MTC Executive Director Steve Heminger said the plan “tees up two strategies that we have consistently indentified as the most important in making progress in reducing environmental emissions like CO2, in reducing vehicle miles of travel, and those are road pricing, and a better link to land use without transportation investment.”

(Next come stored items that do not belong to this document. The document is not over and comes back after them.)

//! # Station Engine
//!
//! Pure per-tick state transition. Given the previous snapshot, the target
//! tick, the climate profile and the station's random stream, [`step`]
//! produces the next snapshot. The stream is the only source of randomness
//! and is consumed in a fixed order, so equal inputs replay bit-identically.

use rand::{Rng, SeedableRng};
use rand_chacha::ChaCha8Rng;
use rand_distr::StandardNormal;
use std::f64::consts::PI;

use super::solar::{clear_sky_irradiance, next_sky};
use crate::analytics::efficiency::energy_efficiency;
use crate::domain::{Channel, Chemistry, ClimateProfile, StationState};

/// Per-station deterministic random stream
pub type SeededStream = ChaCha8Rng;

/// Create the stream for a station seed
pub fn seeded_stream(seed: u64) -> SeededStream {
    ChaCha8Rng::seed_from_u64(seed)
}

/// Desalination yield per W/m² of irradiance through an intact membrane (L/hr)
pub const DESALINATION_YIELD_LHR_PER_WM2: f64 = 0.008;

/// Slow-varying baseline and dynamics of a mean-reverting chemistry channel
struct Reversion {
    baseline: f64,
    swing: f64,
    swing_period_ticks: f64,
    rate: f64,
    sigma: f64,
}

impl Reversion {
    fn target(&self, tick: u64) -> f64 {
        self.baseline + self.swing * (2.0 * PI * tick as f64 / self.swing_period_ticks).sin()
    }

    fn next(&self, previous: f64, tick: u64, amplitude: f64, z: f64) -> f64 {
        previous + self.rate * (self.target(tick) - previous) + self.sigma * amplitude * z
    }
}

const PH: Reversion = Reversion {
    baseline: 7.2,
    swing: 0.4,
    swing_period_ticks: 80.0,
    rate: 0.15,
    sigma: 0.05,
};

const TURBIDITY: Reversion = Reversion {
    baseline: 0.7,
    swing: 0.5,
    swing_period_ticks: 150.0,
    rate: 0.1,
    sigma: 0.08,
};

const HEAVY_METAL: Reversion = Reversion {
    baseline: 0.005,
    swing: 0.004,
    swing_period_ticks: 200.0,
    rate: 0.1,
    sigma: 0.0008,
};

const IRRADIANCE_SIGMA_WM2: f64 = 15.0;
const BIOFOULING_SIGMA_PCT: f64 = 0.8;
const MEMBRANE_WEAR_SIGMA_PCT: f64 = 0.01;

/// Biofilm growth rate toward its membrane-driven target
const BIOFOULING_GROWTH_RATE: f64 = 0.1;
/// Growth rate while quorum quenching suppresses biofilm signalling
const BIOFOULING_QUENCHED_RATE: f64 = 0.05;

/// Raw ranges a failed sensor reports from, before clamping. Each fault draws
/// a fresh value, so a dead sensor never holds a steady level.
const FAULT_PH_HIGH: (f64, f64) = (12.5, 20.0);
const FAULT_PH_LOW: (f64, f64) = (-6.0, 1.5);
const FAULT_TURBIDITY_NTU: (f64, f64) = (100.0, 2500.0);
const FAULT_HEAVY_METAL_PPM: (f64, f64) = (1.0, 50.0);

fn fault_reading(rng: &mut SeededStream, (lo, hi): (f64, f64)) -> f64 {
    rng.gen_range(lo..hi)
}

/// Commissioning snapshot at tick 0
pub fn initial_state(station_id: &str, profile: &ClimateProfile) -> StationState {
    let membrane = profile.membrane_baseline_pct();
    let irradiance = clear_sky_irradiance(profile, 0);
    let desalination = desalination_rate(irradiance, membrane);

    StationState::builder(station_id, 0)
        .solar_irradiance_wm2(irradiance)
        .ph(PH.target(0))
        .turbidity_ntu(TURBIDITY.target(0))
        .heavy_metal_ppm(HEAVY_METAL.target(0))
        .biofouling_pct(biofouling_target(membrane))
        .membrane_integrity_pct(membrane)
        .desalination_rate_lhr(desalination)
        .energy_efficiency_lkwh(energy_efficiency(desalination, irradiance).unwrap_or(0.0))
        .build()
}

/// Advance `prev` to `tick`.
///
/// Never fails: every channel is clamped into its physical range, which
/// also repairs a `prev` that somehow violated its bounds.
pub fn step(
    prev: &StationState,
    tick: u64,
    profile: &ClimateProfile,
    rng: &mut SeededStream,
) -> StationState {
    let amplitude = profile.noise_amplitude();

    // Fixed draw order: sky, irradiance, chemistry, biofilm, membrane, sensors.
    let sky = next_sky(prev.sky(), rng);
    let z_irradiance = gaussian(rng);
    let z_ph = gaussian(rng);
    let z_turbidity = gaussian(rng);
    let z_metal = gaussian(rng);
    let z_biofouling = gaussian(rng);
    let z_membrane = gaussian(rng);

    // Solar
    let clear_sky = clear_sky_irradiance(profile, tick) * sky.cover.transmission_factor();
    let irradiance = if clear_sky <= 0.0 {
        0.0
    } else {
        Channel::SolarIrradiance.clamp_reading(clear_sky + IRRADIANCE_SIGMA_WM2 * amplitude * z_irradiance)
    };

    // Latent chemistry evolves from the previous latent values, not readings
    let latent = prev.chemistry();
    let chemistry = Chemistry {
        ph: Channel::Ph.clamp_reading(PH.next(latent.ph, tick, amplitude, z_ph)),
        turbidity_ntu: Channel::Turbidity.clamp_reading(TURBIDITY.next(
            latent.turbidity_ntu,
            tick,
            amplitude,
            z_turbidity,
        )),
        heavy_metal_ppm: Channel::HeavyMetal.clamp_reading(HEAVY_METAL.next(
            latent.heavy_metal_ppm,
            tick,
            amplitude,
            z_metal,
        )),
    };

    // Membrane wear accelerates with biofilm load and never reverses on its own
    let prev_membrane = Channel::MembraneIntegrity.clamp_reading(prev.membrane_integrity_pct());
    let wear = profile.membrane_decay_rate() * (1.0 + prev.biofouling_pct() / 100.0)
        + (MEMBRANE_WEAR_SIGMA_PCT * amplitude * z_membrane).abs();
    let membrane = Channel::MembraneIntegrity
        .clamp_reading(prev_membrane - wear)
        .min(prev_membrane);

    let growth = if prev.quorum_quenching_active() {
        BIOFOULING_QUENCHED_RATE
    } else {
        BIOFOULING_GROWTH_RATE
    };
    let biofouling = prev.biofouling_pct()
        + growth * (biofouling_target(membrane) - prev.biofouling_pct())
        + BIOFOULING_SIGMA_PCT * amplitude * z_biofouling;

    // Sensor faults corrupt readings only
    let fault_p = profile.sensor_fault_probability();
    let ph = if rng.gen::<f64>() < fault_p {
        let range = if rng.gen_bool(0.5) {
            FAULT_PH_HIGH
        } else {
            FAULT_PH_LOW
        };
        fault_reading(rng, range)
    } else {
        chemistry.ph
    };
    let turbidity = if rng.gen::<f64>() < fault_p {
        fault_reading(rng, FAULT_TURBIDITY_NTU)
    } else {
        chemistry.turbidity_ntu
    };
    let heavy_metal = if rng.gen::<f64>() < fault_p {
        fault_reading(rng, FAULT_HEAVY_METAL_PPM)
    } else {
        chemistry.heavy_metal_ppm
    };

    let desalination = desalination_rate(irradiance, membrane);

    StationState::builder(prev.station_id(), tick)
        .solar_irradiance_wm2(irradiance)
        .ph(ph)
        .turbidity_ntu(turbidity)
        .heavy_metal_ppm(heavy_metal)
        .biofouling_pct(biofouling)
        .membrane_integrity_pct(membrane)
        .desalination_rate_lhr(desalination)
        .energy_efficiency_lkwh(energy_efficiency(desalination, irradiance).unwrap_or(0.0))
        .chemistry(chemistry)
        .sky(sky)
        .build()
}

/// Desalination output (L/hr) for a given irradiance and membrane integrity
pub fn desalination_rate(irradiance_wm2: f64, membrane_integrity_pct: f64) -> f64 {
    Channel::DesalinationRate.clamp_reading(
        irradiance_wm2 * DESALINATION_YIELD_LHR_PER_WM2 * (membrane_integrity_pct / 100.0),
    )
}

/// Equilibrium biofilm coverage for a membrane condition
fn biofouling_target(membrane_integrity_pct: f64) -> f64 {
    (100.0 - membrane_integrity_pct) * 1.1
}

fn gaussian(rng: &mut SeededStream) -> f64 {
    rng.sample(StandardNormal)
}
use hydra_twin::analytics::{check_compliance, ForecastOutcome};
use hydra_twin::domain::{AlertEvent, ClimateZone, StationState};
use hydra_twin::registry::{RegistrySettings, StationRegistry, Winner, Metric};
use hydra_twin::reasoner::ReasonerConfig;
use hydra_twin::simulation::clear_sky_irradiance;
use hydra_twin::TwinError;

fn presets() -> StationRegistry {
    StationRegistry::with_default_stations(RegistrySettings::default()).unwrap()
}

#[test]
fn test_replay_is_bit_identical() {
    let mut first = presets();
    let mut second = presets();

    let alerts_first = first.advance_all(250);
    let alerts_second = second.advance_all(250);

    assert_eq!(alerts_first, alerts_second);
    for id in ["Doi Inthanon", "Chiang Rai", "Nan"] {
        let a: Vec<&StationState> = first.history(id).unwrap().iter().collect();
        let b: Vec<&StationState> = second.history(id).unwrap().iter().collect();
        assert_eq!(a, b);
        assert_eq!(first.narration(id).unwrap(), second.narration(id).unwrap());
    }
}

#[test]
fn test_stations_do_not_share_randomness() {
    let mut alone = StationRegistry::new(RegistrySettings::default()).unwrap();
    alone.add_station("Nan", 18.7756, 100.7730, 240.0, 256).unwrap();
    alone.advance_all(120);

    let mut crowded = presets();
    crowded.add_custom_station("Bangkok", 13.7563, 100.5018).unwrap();
    crowded.advance_all(120);

    assert_eq!(alone.history("Nan").unwrap(), crowded.history("Nan").unwrap());
}

#[test]
fn test_chunked_advance_matches_single_call() {
    let mut once = presets();
    once.advance_all(40);

    let mut chunked = presets();
    for _ in 0..8 {
        chunked.advance_all(5);
    }

    assert_eq!(
        once.latest_state("Chiang Rai").unwrap(),
        chunked.latest_state("Chiang Rai").unwrap()
    );
}

#[test]
fn test_tropical_day_night_scenario() {
    let mut registry = StationRegistry::new(RegistrySettings::default()).unwrap();
    registry.add_station("Doi Inthanon", 18.5883, 98.4861, 2565.0, 42).unwrap();
    registry.advance_all(100);

    let profile = registry.profile("Doi Inthanon").unwrap().clone();
    assert_eq!(profile.zone(), ClimateZone::Tropical);

    let history = registry.history("Doi Inthanon").unwrap();
    assert_eq!(history.len(), 101);

    let night: Vec<&StationState> = history
        .iter()
        .filter(|s| clear_sky_irradiance(&profile, s.tick()) <= 0.0)
        .collect();
    assert!(!night.is_empty());
    assert!(night.iter().all(|s| s.solar_irradiance_wm2() == 0.0));

    let noon = profile.noon_tick();
    let near_noon = history
        .iter()
        .filter(|s| s.tick().abs_diff(noon) <= 5)
        .map(|s| s.solar_irradiance_wm2())
        .fold(0.0, f64::max);
    assert!(near_noon > 0.0);

    for state in history {
        assert!(state.within_bounds());
        let report = check_compliance(state);
        assert_eq!(report.checks.len(), 3);
    }
}

#[test]
fn test_membrane_only_recovers_through_service() {
    let mut registry = presets();
    registry.advance_all(80);

    let history = registry.history("Nan").unwrap();
    let pairs: Vec<(f64, f64)> = history
        .iter()
        .zip(history.iter().skip(1))
        .map(|(a, b)| (a.membrane_integrity_pct(), b.membrane_integrity_pct()))
        .collect();
    assert!(pairs.iter().all(|(before, after)| after <= before));

    let worn = registry.latest_state("Nan").unwrap().membrane_integrity_pct();
    registry.service_membrane("Nan").unwrap();
    registry.advance_all(1);
    let fresh = registry.latest_state("Nan").unwrap().membrane_integrity_pct();
    assert!(fresh > worn);
    assert!(fresh > 99.0);
}

#[test]
fn test_forecast_projects_wear() {
    let mut registry = presets();

    let early = registry.forecast("Chiang Rai").unwrap();
    assert!(matches!(early.outcome, ForecastOutcome::InsufficientHistory { .. }));

    registry.advance_all(100);
    let forecast = registry.forecast("Chiang Rai").unwrap();
    match forecast.outcome {
        ForecastOutcome::Projected { ticks_remaining, .. } => assert!(ticks_remaining > 0.0),
        other => panic!("expected a projection, got {:?}", other),
    }
    assert!(forecast.fit.unwrap().slope < 0.0);
}

#[test]
fn test_history_eviction_keeps_forecast_window() {
    let settings = RegistrySettings {
        retention: 60,
        ..Default::default()
    };
    let mut registry = StationRegistry::with_default_stations(settings).unwrap();
    registry.advance_all(300);

    let history = registry.history("Nan").unwrap();
    assert_eq!(history.len(), 60);
    assert_eq!(history[0].tick(), 241);
    let forecast = registry.forecast("Nan").unwrap();
    assert_eq!(forecast.fit.unwrap().samples, 60);
}

#[test]
fn test_alert_log_is_append_only() {
    let settings = RegistrySettings {
        reasoner: ReasonerConfig {
            cooldown_ticks: 1,
            ..ReasonerConfig::conservative()
        },
        ..Default::default()
    };
    let mut registry = StationRegistry::with_default_stations(settings).unwrap();

    let emitted = registry.advance_all(200);
    let before: Vec<AlertEvent> = registry.alerts("Nan").unwrap().iter().cloned().collect();
    registry.advance_all(200);
    let after: Vec<AlertEvent> = registry.alerts("Nan").unwrap().iter().cloned().collect();

    assert_eq!(&after[..before.len()], before.as_slice());
    let total: usize = registry.ids().map(|id| registry.alerts(id).unwrap().len()).sum();
    assert!(total >= emitted.len());
    assert_eq!(registry.summary("Nan").unwrap().alert_count, after.len());
}

#[test]
fn test_alert_log_is_capped_but_counted() {
    let settings = RegistrySettings {
        alert_retention: 8,
        reasoner: ReasonerConfig {
            cooldown_ticks: 1,
            ..ReasonerConfig::conservative()
        },
        ..Default::default()
    };
    let mut registry = StationRegistry::with_default_stations(settings).unwrap();
    let emitted = registry.advance_all(600);

    let nan_emitted: Vec<&AlertEvent> = emitted.iter().filter(|a| a.station_id == "Nan").collect();
    assert!(nan_emitted.len() > 8);

    let kept = registry.alerts("Nan").unwrap();
    assert_eq!(kept.len(), 8);
    let newest: Vec<&AlertEvent> = nan_emitted[nan_emitted.len() - 8..].to_vec();
    assert_eq!(kept.iter().collect::<Vec<_>>(), newest);
    assert_eq!(registry.summary("Nan").unwrap().alert_count, nan_emitted.len());

    let json = registry.export_alerts_json("Nan").unwrap();
    let parsed: Vec<AlertEvent> = serde_json::from_str(&json).unwrap();
    assert_eq!(parsed.len(), 8);
}

#[test]
fn test_compare_reports_every_metric() {
    let mut registry = presets();
    registry.advance_all(60);

    let cmp = registry.compare("Doi Inthanon", "Nan").unwrap();
    assert_eq!(cmp.station_a, "Doi Inthanon");
    assert_eq!(cmp.metrics.len(), 9);
    assert_eq!(cmp.metric(Metric::Ph).unwrap().winner, Winner::NotRanked);

    let self_cmp = registry.compare("Nan", "Nan").unwrap();
    assert!(self_cmp
        .metrics
        .iter()
        .all(|m| matches!(m.winner, Winner::Tie | Winner::NotRanked)));
    assert_eq!(self_cmp.score(), (0, 0));
}

#[test]
fn test_csv_export_has_row_per_snapshot() {
    let mut registry = presets();
    registry.advance_all(25);

    let csv = registry.export_csv("Nan").unwrap();
    let lines: Vec<&str> = csv.lines().collect();
    assert_eq!(lines.len(), 27);
    assert!(lines[0].starts_with("tick,timestamp,"));
    assert!(lines[26].starts_with("25,2024-01-01T00:00:25+00:00,"));
}

#[test]
fn test_configuration_errors_surface_immediately() {
    let mut registry = presets();
    assert!(matches!(
        registry.add_station("Nan", 18.0, 100.0, 0.0, 1),
        Err(TwinError::DuplicateStation(_))
    ));
    assert!(matches!(
        registry.add_station("North", 95.0, 0.0, 0.0, 1),
        Err(TwinError::InvalidLatitude(_))
    ));
    assert!(matches!(
        registry.add_custom_station("East", 0.0, 200.0),
        Err(TwinError::InvalidLongitude(_))
    ));
    assert_eq!(registry.len(), 3);
}
//! # Climate Profiles
//!
//! Static per-zone parameters that shape a station's telemetry: noise
//! amplitude, sensor-fault probability, diurnal period, peak irradiance and
//! membrane degradation. A profile is derived once from the station latitude
//! and never changes afterwards.

use serde::{Deserialize, Serialize};
use std::f64::consts::PI;
use strum::{Display, EnumIter};

use crate::error::{Result, TwinError};

/// Latitude-banded climate zone
#[derive(
    Debug, Clone, Copy, PartialEq, Eq, PartialOrd, Ord, Hash, Serialize, Deserialize, Display, EnumIter,
)]
pub enum ClimateZone {
    /// |lat| < 23.5°
    Tropical,
    /// 23.5° ≤ |lat| < 35°
    Arid,
    /// 35° ≤ |lat| < 55°
    Temperate,
    /// 55° ≤ |lat| < 66.5°
    Cold,
    /// |lat| ≥ 66.5°
    Polar,
}

impl ClimateZone {
    /// Zone for a latitude in degrees (sign ignored)
    pub fn from_latitude(latitude_deg: f64) -> Self {
        let a = latitude_deg.abs();
        if a < 23.5 {
            ClimateZone::Tropical
        } else if a < 35.0 {
            ClimateZone::Arid
        } else if a < 55.0 {
            ClimateZone::Temperate
        } else if a < 66.5 {
            ClimateZone::Cold
        } else {
            ClimateZone::Polar
        }
    }

    /// Multiplier applied to every channel's base noise sigma
    pub fn noise_amplitude(&self) -> f64 {
        match self {
            ClimateZone::Tropical => 1.0,
            ClimateZone::Arid => 1.3,
            ClimateZone::Temperate => 1.1,
            ClimateZone::Cold => 1.4,
            ClimateZone::Polar => 1.6,
        }
    }

    /// Per-sensor, per-tick fault probability
    pub fn sensor_fault_probability(&self) -> f64 {
        match self {
            ClimateZone::Tropical => 0.04,
            ClimateZone::Arid => 0.03,
            ClimateZone::Temperate => 0.02,
            ClimateZone::Cold => 0.02,
            ClimateZone::Polar => 0.05,
        }
    }

    /// Ticks per simulated day
    pub fn diurnal_period(&self) -> u64 {
        match self {
            ClimateZone::Tropical => 120,
            ClimateZone::Arid => 130,
            ClimateZone::Temperate => 150,
            ClimateZone::Cold => 180,
            ClimateZone::Polar => 240,
        }
    }

    /// Baseline membrane integrity loss in percentage points per tick.
    /// Warm water fouls faster.
    pub fn membrane_decay_rate(&self) -> f64 {
        match self {
            ClimateZone::Tropical => 0.05,
            ClimateZone::Arid => 0.03,
            ClimateZone::Temperate => 0.02,
            ClimateZone::Cold => 0.015,
            ClimateZone::Polar => 0.01,
        }
    }
}

/// Immutable climate parameter set for one station.
///
/// Deserialization goes through the same checks as [`ClimateProfile::custom`].
#[derive(Debug, Clone, PartialEq, Serialize, Deserialize)]
#[serde(try_from = "ProfileFields")]
pub struct ClimateProfile {
    zone: ClimateZone,
    noise_amplitude: f64,
    sensor_fault_probability: f64,
    diurnal_period: u64,
    peak_irradiance_wm2: f64,
    membrane_decay_rate: f64,
    membrane_baseline_pct: f64,
}

impl ClimateProfile {
    /// Derive the profile for a latitude.
    ///
    /// Peak irradiance and membrane baseline follow cosine laws of |lat|, so
    /// both are monotonic within and across zone bands.
    pub fn from_latitude(latitude_deg: f64) -> Result<Self> {
        if !latitude_deg.is_finite() || !(-90.0..=90.0).contains(&latitude_deg) {
            return Err(TwinError::InvalidLatitude(latitude_deg));
        }

        let zone = ClimateZone::from_latitude(latitude_deg);
        let cos_lat = (latitude_deg.abs() * PI / 180.0).cos();

        Ok(Self {
            zone,
            noise_amplitude: zone.noise_amplitude(),
            sensor_fault_probability: zone.sensor_fault_probability(),
            diurnal_period: zone.diurnal_period(),
            peak_irradiance_wm2: 500.0 + 800.0 * cos_lat,
            membrane_decay_rate: zone.membrane_decay_rate(),
            membrane_baseline_pct: 80.0 + 10.0 * (1.0 - 0.3 * cos_lat),
        })
    }

    /// Build a profile from explicit parameters.
    ///
    /// Used for what-if runs and adversarial testing. Rates and
    /// probabilities must lie in [0, 1], amplitudes must be finite and
    /// non-negative, the diurnal period must be at least 2 ticks.
    pub fn custom(
        zone: ClimateZone,
        noise_amplitude: f64,
        sensor_fault_probability: f64,
        diurnal_period: u64,
        peak_irradiance_wm2: f64,
        membrane_decay_rate: f64,
    ) -> Result<Self> {
        if !noise_amplitude.is_finite() || noise_amplitude < 0.0 {
            return Err(TwinError::InvalidProfile(format!(
                "noise amplitude {} must be finite and >= 0",
                noise_amplitude
            )));
        }
        if !(0.0..=1.0).contains(&sensor_fault_probability) {
            return Err(TwinError::InvalidProfile(format!(
                "sensor fault probability {} outside [0, 1]",
                sensor_fault_probability
            )));
        }
        if !(0.0..=1.0).contains(&membrane_decay_rate) {
            return Err(TwinError::InvalidProfile(format!(
                "membrane decay rate {} outside [0, 1]",
                membrane_decay_rate
            )));
        }
        if diurnal_period < 2 {
            return Err(TwinError::InvalidProfile(format!(
                "diurnal period {} must be at least 2 ticks",
                diurnal_period
            )));
        }
        if !peak_irradiance_wm2.is_finite() || peak_irradiance_wm2 < 0.0 {
            return Err(TwinError::InvalidProfile(format!(
                "peak irradiance {} must be finite and >= 0",
                peak_irradiance_wm2
            )));
        }

        Ok(Self {
            zone,
            noise_amplitude,
            sensor_fault_probability,
            diurnal_period,
            peak_irradiance_wm2,
            membrane_decay_rate,
            membrane_baseline_pct: 85.0,
        })
    }

    pub fn zone(&self) -> ClimateZone {
        self.zone
    }

    pub fn noise_amplitude(&self) -> f64 {
        self.noise_amplitude
    }

    pub fn sensor_fault_probability(&self) -> f64 {
        self.sensor_fault_probability
    }

    pub fn diurnal_period(&self) -> u64 {
        self.diurnal_period
    }

    pub fn peak_irradiance_wm2(&self) -> f64 {
        self.peak_irradiance_wm2
    }

    pub fn membrane_decay_rate(&self) -> f64 {
        self.membrane_decay_rate
    }

    /// Membrane integrity of a freshly commissioned station
    pub fn membrane_baseline_pct(&self) -> f64 {
        self.membrane_baseline_pct
    }

    /// Tick index within the current simulated day, with 0 = local midnight
    pub fn tick_of_day(&self, tick: u64) -> u64 {
        tick % self.diurnal_period
    }

    /// Tick offset of local solar noon within a day
    pub fn noon_tick(&self) -> u64 {
        self.diurnal_period / 2
    }
}

/// Unchecked wire form of a [`ClimateProfile`]
#[derive(Deserialize)]
struct ProfileFields {
    zone: ClimateZone,
    noise_amplitude: f64,
    sensor_fault_probability: f64,
    diurnal_period: u64,
    peak_irradiance_wm2: f64,
    membrane_decay_rate: f64,
    membrane_baseline_pct: f64,
}

impl TryFrom<ProfileFields> for ClimateProfile {
    type Error = TwinError;

    fn try_from(fields: ProfileFields) -> Result<Self> {
        if !(0.0..=100.0).contains(&fields.membrane_baseline_pct) {
            return Err(TwinError::InvalidProfile(format!(
                "membrane baseline {} outside [0, 100]",
                fields.membrane_baseline_pct
            )));
        }
        let profile = ClimateProfile::custom(
            fields.zone,
            fields.noise_amplitude,
            fields.sensor_fault_probability,
            fields.diurnal_period,
            fields.peak_irradiance_wm2,
            fields.membrane_decay_rate,
        )?;
        Ok(Self {
            membrane_baseline_pct: fields.membrane_baseline_pct,
            ..profile
        })
    }
}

The idea is that reducing traffic congestion by increasing the cost of driving, be it with higher bridge tolls or charging drivers to use HOV lanes,  greenhouse gas emissions will decrease.  And by upgrading aspects of the region’s transit system, more people will choose to forgo the car and opt for public transit.

“From an infrastructure perspective, I think this plan is about as climate positive as it could be,” said Heminger.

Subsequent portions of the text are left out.